Eu gostaria de ter nascido muito antes do momento em que vim ao mundo. Deveria ter vivido a fase adulta durante os anos de 1940 ou 1950, por aí assim, nem muito além nem muito aquém. É dessa época que mais gosto.
Mas longe de mim o propósito de contraditar os desígnios divinos (para os que neles creiam) nem as leis da natureza (para o ateu e o à toa). Aceito meus dias e a eles me adapto, até porque me trouxeram a família que tenho e os amigos que fiz.
Contudo, não deixo de sentir que nasci no ano errado. Daquela temporada na Terra, assim desejada, eu, evidentemente, dispensaria as suas tragédias, a começar pela Segunda Grande Guerra.E aproveitaria, plenamente, os prazeres que por lapso de ocasião a vida me negou.
Como teria sido maravilhoso guiar um Ford 1948, cor preta, com o rádio a me trazer ao coração a melodia e os versos de “Misty”. Mais tarde, eu cantaria ao ouvido daquela menina de pulôver azulado e saia plissada, com a voz de Billy Eckstine: “I get misty just holding your hand”.
Isso, sem o menor desprezo aos ritmos e aos hábitos tropicais. Tudo me aconteceria abaixo da linha do Equador, pois não troco por nada nossos dias ensolarados nem os costumes que por aqui permitem aos recém-conhecidos afagos e apegos de longa data para espanto do resto do mundo. Sobretudo, do mundo onde os invernos esfriam ruas, campos e modos. E onde há censura a um povo que se cumprimenta com abraços e beijos tão logo se conhece.
Gostaria daquele Ford e dos cantores de então com repertórios aos quais não faltassem os daqui. “Marina, você se pintou”, reclamaria Dick Farney, no Cassino da Urca, para onde me levasse um avião da Panair. Ele e Lúcio Alves em busca, ao mesmo tempo, de Tereza da Praia.

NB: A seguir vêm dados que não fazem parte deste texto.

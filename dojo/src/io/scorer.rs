//! Scoring collaborator: turns a finished workspace into a metric value.

use std::collections::HashMap;
use std::path::Path;

use anyhow::{Context, Result, anyhow};
use serde::{Deserialize, Serialize};
use tracing::debug;

use crate::io::table::Table;

/// File a solution must write into its workspace.
pub const SUBMISSION_FILE: &str = "submission.csv";

/// Competition metric; fixes the optimization direction.
#[derive(Debug, Clone, Copy, PartialEq, Eq, Serialize, Deserialize)]
#[serde(rename_all = "kebab-case")]
pub enum Metric {
    Accuracy,
    Rmse,
    Mae,
    LogLoss,
}

impl Metric {
    pub fn as_str(self) -> &'static str {
        match self {
            Metric::Accuracy => "accuracy",
            Metric::Rmse => "rmse",
            Metric::Mae => "mae",
            Metric::LogLoss => "log-loss",
        }
    }

    pub fn higher_is_better(self) -> bool {
        match self {
            Metric::Accuracy => true,
            Metric::Rmse | Metric::Mae | Metric::LogLoss => false,
        }
    }

    /// Evaluate aligned `(prediction, truth)` cells.
    pub fn evaluate(self, pairs: &[(&str, &str)]) -> Result<f64> {
        if pairs.is_empty() {
            return Err(anyhow!("no rows to score"));
        }
        let n = pairs.len() as f64;
        match self {
            Metric::Accuracy => {
                let hits = pairs
                    .iter()
                    .filter(|(pred, truth)| labels_match(pred, truth))
                    .count();
                Ok(hits as f64 / n)
            }
            Metric::Rmse => {
                let sum: f64 = numeric(pairs)?.iter().map(|(p, t)| (p - t).powi(2)).sum();
                Ok((sum / n).sqrt())
            }
            Metric::Mae => {
                let sum: f64 = numeric(pairs)?.iter().map(|(p, t)| (p - t).abs()).sum();
                Ok(sum / n)
            }
            Metric::LogLoss => {
                const EPS: f64 = 1e-15;
                let sum: f64 = numeric(pairs)?
                    .iter()
                    .map(|(p, t)| {
                        let p = p.clamp(EPS, 1.0 - EPS);
                        -(t * p.ln() + (1.0 - t) * (1.0 - p).ln())
                    })
                    .sum();
                Ok(sum / n)
            }
        }
    }
}

fn labels_match(pred: &str, truth: &str) -> bool {
    let (pred, truth) = (pred.trim(), truth.trim());
    if pred == truth {
        return true;
    }
    match (pred.parse::<f64>(), truth.parse::<f64>()) {
        (Ok(p), Ok(t)) => p == t,
        _ => false,
    }
}

fn numeric(pairs: &[(&str, &str)]) -> Result<Vec<(f64, f64)>> {
    pairs
        .iter()
        .map(|(pred, truth)| {
            let p = pred
                .trim()
                .parse::<f64>()
                .with_context(|| format!("prediction '{pred}' is not numeric"))?;
            let t = truth
                .trim()
                .parse::<f64>()
                .with_context(|| format!("answer '{truth}' is not numeric"))?;
            Ok((p, t))
        })
        .collect()
}

/// Abstraction over the competition's scoring function.
pub trait Scorer {
    /// Score the submission produced in `workspace`.
    fn score(&self, workspace: &Path) -> Result<f64>;

    fn higher_is_better(&self) -> bool;
}

/// Scores `submission.csv` against the private answer file.
///
/// The answer file is read once at construction.
#[derive(Debug, Clone)]
pub struct SubmissionScorer {
    metric: Metric,
    id_column: String,
    target_column: String,
    /// `(id, truth)` in answer file order.
    answers: Vec<(String, String)>,
}

impl SubmissionScorer {
    pub fn new(
        metric: Metric,
        answer_path: &Path,
        id_column: impl Into<String>,
        target_column: impl Into<String>,
    ) -> Result<Self> {
        let id_column = id_column.into();
        let target_column = target_column.into();
        let table = Table::read(answer_path)
            .with_context(|| format!("load answers {}", answer_path.display()))?;
        let (id, target) = required_columns(&table, [id_column.as_str(), target_column.as_str()], "answer file")?;
        let answers = table
            .rows
            .iter()
            .map(|row| (row[id].trim().to_string(), row[target].clone()))
            .collect::<Vec<_>>();
        debug!(path = %answer_path.display(), rows = answers.len(), "answers loaded");
        Ok(Self {
            metric,
            id_column,
            target_column,
            answers,
        })
    }

    pub fn metric(&self) -> Metric {
        self.metric
    }
}

impl Scorer for SubmissionScorer {
    fn score(&self, workspace: &Path) -> Result<f64> {
        let submission_path = workspace.join(SUBMISSION_FILE);
        if !submission_path.is_file() {
            return Err(anyhow!("no {SUBMISSION_FILE} written to workspace"));
        }
        let submission = Table::read(&submission_path)?;
        let (sub_id, sub_target) = required_columns(
            &submission,
            [self.id_column.as_str(), self.target_column.as_str()],
            "submission",
        )?;

        let mut predicted: HashMap<&str, &str> = HashMap::with_capacity(submission.rows.len());
        for row in &submission.rows {
            let id = row[sub_id].trim();
            if predicted.insert(id, row[sub_target].as_str()).is_some() {
                return Err(anyhow!("submission has duplicate id '{id}'"));
            }
        }

        let mut pairs = Vec::with_capacity(self.answers.len());
        for (id, truth) in &self.answers {
            let pred = predicted
                .get(id.as_str())
                .ok_or_else(|| anyhow!("submission is missing id '{id}'"))?;
            pairs.push((*pred, truth.as_str()));
        }
        let score = self.metric.evaluate(&pairs)?;
        debug!(metric = ?self.metric, rows = pairs.len(), score, "submission scored");
        Ok(score)
    }

    fn higher_is_better(&self) -> bool {
        self.metric.higher_is_better()
    }
}

fn required_columns(table: &Table, columns: [&str; 2], label: &str) -> Result<(usize, usize)> {
    let id = table
        .column(&[columns[0]])
        .ok_or_else(|| anyhow!("{label} has no '{}' column", columns[0]))?;
    let target = table
        .column(&[columns[1]])
        .ok_or_else(|| anyhow!("{label} has no '{}' column", columns[1]))?;
    Ok((id, target))
}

Acho que ando no tempo errado porque sinto saudade daquilo que nunca pude adquirir, no momento certo, com dinheiro meu. Vejo pela internet aqueles reclames (era este o nome dado às antigas propagandas) e quase lacrimejo. A frigidaire amarelinha de bordas suaves, arredondadas, menor do que uma dona de casa, sempre me foi um sonho de consumo. Quando tive idade e grana suficientes para comprá-la, dela não mais havia.
Muitas dessas coisas existiram na minha infância e na fase da vida em que as meninas afinam a cintura e os garotos engrossam a voz. Posso dizer, desse modo, que sou do tempo do petisqueiro, do porta-chapéu usado por meu pai e do Cashmere Bouquet na penteadeira da minha mãe. Ali, também, o pó de arroz, o Extrato Royal Briar e a brilhantina Palmolive ou Glostora, estas últimas, também, dos meus usos, a fim de que o penteado me caísse como a James Dean, ou a Elvis, em “Louco por Garotas”.
Tenho estrada, meus companheiros. Vi meu pai com resfriado a aspirar Benzedrina, em cujo anúncio vinha o conselho; “Trate de usar pouco o lenço”.
Tomei meu primeiro porre, aos 10 anos, com Biotônico Fontoura, quando o jingle do rádio proclamava: “Melhoral, Melhoral, é melhor e não faz mal”. E quando outro anúncio radiofônico, igualmente cantado, indicava as Pílulas de Vida do Dr. Ross por fazerem bem ao fígado de todos nós.
Por aí, assim, li sem entender o aviso do fabricante da Aspirina: “Se sua mãe estivesse com dor de cabeça naquele dia, você não existiria”. Um achado publicitário até para os dias de hoje.
Vários desses objetos e produtos atravessaram os anos como muitos de nós os atravessamos. O meu e os seus netos tomam Toddy, bebem Coca-Cola e exigem das mães a compra do Leite Moça para os brigadeiros, aqueles docinhos pegajosos, achocolatados.
Não sei se essas coisas têm para eles os sabores e os encantos que já tiveram para o menino que um dia eu fui. Talvez, sim. Não custa imaginar que todas as crianças, seja no tempo que for, pressintam da mesma forma suas vivências. E que as repassarão aos próprios netos com o sentimento que hoje me aperta o peito.
Velhice é fogo. Tenho saudade de tudo. Neste exato momento, sinto falta até da Emulsão de Scott, aquele remedinho dos diabos feito com o óleo de fígado de bacalhau. Por falar nisso, eu soube que ainda existe.